Flash Boys by Michael Lewis

Time is Money

One of my guests, he goes by John the Watch (he services and repairs high end watches), told me about bits of a mid-19th century transatlantic cable he found off the coast of Valentia Island. It was used to transmit telegrams between Ireland and Canada - the first took over 16 hours to transmit. This led me to watch High Risk and High Reward of Undersea Cables on Bloomberg Television. The segment referred to the book, Flash Boys: A Wall Street Revolt by Michael Lewis.

In the mid-1990s, as a salesman of custom communications cable assemblies, I met someone at Reuters who detailed the value of news to the financial industry. News or market data is more valuable the closer it is to the event and the financial institutions who were my customers paid billions for its speedy delivery so that they could make informed investment decisions. Almost all of it delivered over cables. Flash Boys opens with the laying of fiber optic cable in as straight a line as possible between New York/New Jersey and Chicago. The purpose of this cable was to reduce latency, the time it takes for data to go from Point A to Point B. You may be thrilled by the latency of your high speed Internet for gaming and streaming. It's measured in milliseconds. The High Frequency Traders (HFTs) who would use that long-distance cable measured latency in micro and even nanoseconds.

"Some large amount of what Wall Street had done with technology had been done simply so that someone inside the financial markets would know something that the outside world did not."

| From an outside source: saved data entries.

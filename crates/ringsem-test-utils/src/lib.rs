//! Test fixtures and an allocation counter for ringsem development.
//!
//! [`fixtures`] holds small planets, sources and 3-D providers that
//! build in milliseconds. [`alloc`] holds a counting global allocator
//! for asserting that code paths do not touch the heap.

#![deny(unsafe_code)]
#![allow(missing_docs)]
#![deny(rustdoc::broken_intra_doc_links)]

pub mod alloc;
pub mod fixtures;

pub use alloc::{count_allocations, CountingAllocator};
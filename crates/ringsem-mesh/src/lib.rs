//! Meridional mesh, partitioning and operator construction.
//!
//! A [`Mesh`] turns a radially layered model, an azimuthal ring-size
//! field and optional 3-D providers into the elements, point masses,
//! solid–fluid coupling and exchange plans of one partition worker.
//! It is built in two steps around the choice of the time step: the
//! unweighted build gives the stable `dt` of the geometry, the weighted
//! build produces the operators for the final `dt`, and
//! [`Mesh::release`] hands them to the worker's
//! [`Domain`](ringsem_engine::Domain).

#![deny(missing_docs)]
#![deny(rustdoc::broken_intra_doc_links)]
#![forbid(unsafe_code)]

pub mod attenuation;
pub mod diagnostics;
mod geometry;
pub mod locate;
pub mod mesh;
pub mod models;
pub mod partition;
mod weighted;

pub use attenuation::{AttenuationBuilder, AttenuationTable};
pub use diagnostics::MeshReport;
pub use locate::{ElementFrame, Located, Location};
pub use mesh::{Mesh, MeshPhase};
pub use models::{Layer, LayeredModel, UniformNrField};
pub use partition::Partition;
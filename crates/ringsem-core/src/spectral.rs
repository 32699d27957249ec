//! Spectral-element discretisation constants.

/// Polynomial order of the Lagrange basis on each element edge.
pub const NPOL: usize = 4;

/// Number of GLL points along one element edge.
pub const NPOINTS_EDGE: usize = NPOL + 1;

/// Number of GLL points in one (meridional) element.
pub const NPOINTS_ELEM: usize = NPOINTS_EDGE * NPOINTS_EDGE;

/// Highest azimuthal order carried for a ring of `nr` samples.
///
/// The Nyquist order of an even ring is dropped, so every kept order
/// above zero carries the same weight in the real transform.
pub fn max_order(nr: usize) -> usize {
    if nr == 0 {
        0
    } else {
        (nr - 1) / 2
    }
}
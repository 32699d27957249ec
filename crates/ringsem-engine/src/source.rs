//! Source injection into the solid force field.

use num_complex::Complex64;
use ringsem_arena::KinematicState;

/// Spatial force pattern of one source on the points of its element.
///
/// The force added at step `n` is `stf[n]` times the pattern.
#[derive(Clone, Debug, PartialEq)]
pub struct SourceTerm {
    /// `(local solid point, coefficients)`; the coefficients cover the
    /// point's carried orders, order-major with three components each.
    pattern: Vec<(u32, Vec<Complex64>)>,
}

impl SourceTerm {
    /// A source acting on the given points.
    pub fn new(pattern: Vec<(u32, Vec<Complex64>)>) -> Self {
        Self { pattern }
    }

    /// Number of points the source acts on.
    pub fn len(&self) -> usize {
        self.pattern.len()
    }

    /// Whether the source acts on no point.
    pub fn is_empty(&self) -> bool {
        self.pattern.is_empty()
    }

    /// The per-point pattern.
    pub fn pattern(&self) -> &[(u32, Vec<Complex64>)] {
        &self.pattern
    }

    /// Heap memory held in bytes.
    pub fn memory_bytes(&self) -> usize {
        self.pattern
            .iter()
            .map(|(_, c)| 4 + c.len() * std::mem::size_of::<Complex64>())
            .sum()
    }

    /// Add `amplitude` times the pattern to the solid force.
    pub fn inject(&self, amplitude: f64, solid: &mut KinematicState) {
        let (layout, _, force) = solid.stiffness_view();
        for (p, coeffs) in &self.pattern {
            let range = layout.range(*p as usize);
            for (f, c) in force[range].iter_mut().zip(coeffs) {
                *f += *c * amplitude;
            }
        }
    }
}
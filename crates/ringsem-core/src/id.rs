//! Strongly-typed identifiers.

use std::fmt;

/// Identifies a spectral element within the global mesh.
///
/// Element ids are assigned row-major over the structured (r, θ) element
/// grid and are stable across partitions: the same element carries the
/// same id on whichever worker owns it.
#[derive(Clone, Copy, Debug, PartialEq, Eq, Hash, PartialOrd, Ord)]
pub struct ElementId(pub u32);

impl fmt::Display for ElementId {
    fn fmt(&self, f: &mut fmt::Formatter<'_>) -> fmt::Result {
        write!(f, "{}", self.0)
    }
}

impl From<u32> for ElementId {
    fn from(v: u32) -> Self {
        Self(v)
    }
}

/// Identifies a GLL point of the global (unpartitioned) point lattice.
///
/// Points shared by several elements, and by several partitions, carry
/// one global id. Partition boundary exchange is keyed on it.
#[derive(Clone, Copy, Debug, PartialEq, Eq, Hash, PartialOrd, Ord)]
pub struct PointId(pub u32);

impl fmt::Display for PointId {
    fn fmt(&self, f: &mut fmt::Formatter<'_>) -> fmt::Result {
        write!(f, "{}", self.0)
    }
}

impl From<u32> for PointId {
    fn from(v: u32) -> Self {
        Self(v)
    }
}

/// Monotonically increasing time-step counter.
///
/// Step 0 is the first step of the time loop, at time `-shift`.
#[derive(Clone, Copy, Debug, PartialEq, Eq, Hash, PartialOrd, Ord, Default)]
pub struct StepId(pub u64);

impl fmt::Display for StepId {
    fn fmt(&self, f: &mut fmt::Formatter<'_>) -> fmt::Result {
        write!(f, "{}", self.0)
    }
}

impl From<u64> for StepId {
    fn from(v: u64) -> Self {
        Self(v)
    }
}
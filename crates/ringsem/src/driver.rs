//! Thread-backed partition workers.
//!
//! Each partition runs on its own named thread with one end of a fully
//! connected [`Communicator`] mesh. A worker that fails drops its
//! channels, so every peer blocked on it fails with
//! `CommError::PeerAborted`. The driver joins all workers and reports
//! the root cause: the lowest-rank error that is not such a secondary
//! failure.

use std::any::Any;
use std::thread;

use tracing::{error, info};

use ringsem_core::SolverError;
use ringsem_engine::Communicator;

use crate::preloop::{Preloop, WorkerOutput};

fn panic_message(payload: &(dyn Any + Send)) -> String {
    if let Some(s) = payload.downcast_ref::<&str>() {
        format!("panicked: {s}")
    } else if let Some(s) = payload.downcast_ref::<String>() {
        format!("panicked: {s}")
    } else {
        "panicked".into()
    }
}

/// Pick the error to report from per-rank results.
fn root_cause<T>(results: Vec<(usize, Result<T, SolverError>)>) -> Result<Vec<T>, SolverError> {
    let mut outputs = Vec::with_capacity(results.len());
    let mut secondary = None;
    let mut primary = None;
    for (rank, result) in results {
        match result {
            Ok(v) => outputs.push(v),
            Err(e) if e.is_secondary() => {
                secondary.get_or_insert((rank, e));
            }
            Err(e) => {
                primary.get_or_insert((rank, e));
            }
        }
    }
    match primary.or(secondary) {
        Some((rank, e)) => {
            error!(rank, error = %e, "run aborted");
            Err(e)
        }
        None => Ok(outputs),
    }
}

/// Run `f` on `size` connected workers and collect their results in
/// rank order.
pub fn run_workers<T, F>(size: usize, f: F) -> Result<Vec<T>, SolverError>
where
    T: Send,
    F: Fn(Communicator) -> Result<T, SolverError> + Sync,
{
    let f = &f;
    let mut results = thread::scope(|scope| {
        let mut results = Vec::with_capacity(size);
        let mut handles = Vec::with_capacity(size);
        for comm in Communicator::mesh(size.max(1)) {
            let rank = comm.rank();
            let spawned = thread::Builder::new()
                .name(format!("ringsem-worker-{rank}"))
                .spawn_scoped(scope, move || f(comm));
            match spawned {
                Ok(handle) => handles.push((rank, handle)),
                Err(e) => results.push((
                    rank,
                    Err(SolverError::Worker {
                        rank,
                        reason: format!("could not spawn thread: {e}"),
                    }),
                )),
            }
        }
        for (rank, handle) in handles {
            let result = handle.join().unwrap_or_else(|payload| {
                Err(SolverError::Worker {
                    rank,
                    reason: panic_message(payload.as_ref()),
                })
            });
            results.push((rank, result));
        }
        results
    });
    results.sort_by_key(|(rank, _)| *rank);
    root_cause(results)
}

/// Run the whole simulation on `config.partitions` workers.
pub fn run_partitioned(preloop: &Preloop) -> Result<Vec<WorkerOutput>, SolverError> {
    let size = preloop.config().partitions.max(1);
    info!(workers = size, "starting partition workers");
    run_workers(size, |comm| preloop.run(comm))
}
//! Runtime domain and time loop of the ringsem solver.
//!
//! The preloop releases mesh, source and receiver data into a
//! [`Domain`]; a [`Newmark`] driver then owns the domain and advances it
//! step by step. Partition workers are joined by a [`Communicator`]
//! that provides the collective reductions and the per-step boundary
//! exchange. Nothing in the step path allocates once the domain is
//! initialized.

#![deny(missing_docs)]
#![deny(rustdoc::broken_intra_doc_links)]
#![forbid(unsafe_code)]

pub mod comm;
pub mod coupling;
pub mod domain;
pub mod exchange;
pub mod mass;
pub mod metrics;
pub mod newmark;
pub mod source;
pub mod tap;

pub use comm::{Communicator, Message};
pub use coupling::{Coupling, CouplingPoint};
pub use domain::{Domain, MeshParts};
pub use exchange::ExchangePlan;
pub use mass::{PointMass, PointMasses};
pub use metrics::SolveMetrics;
pub use newmark::{Newmark, NewmarkState};
pub use source::SourceTerm;
pub use tap::ReceiverTap;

HFTs use sophisticated algorithms to exploit financial markets. These private firms anticipate large trades of securities and detect tiny price discrepancies to execute trades on their own behalf at lightning speeds across long distances. Flash Boys details how these self-dealing traders effectively know the news the instant it happens. This may be legal, but is it ethical? The book culminates with the formation of a new stock exchange, Investors Exchange (IEX). IEX counters the potentially catastrophic consequences of high-frequency trading with a technological speed bump to do something maybe all of us need to do: slow down. Flash Boys reminded me of my days of selling "high tech" communications hardware. I would have been more successful if I had focused more on understanding my customers than on the technology. They all wanted to go faster, at light speed if possible. Now I know why.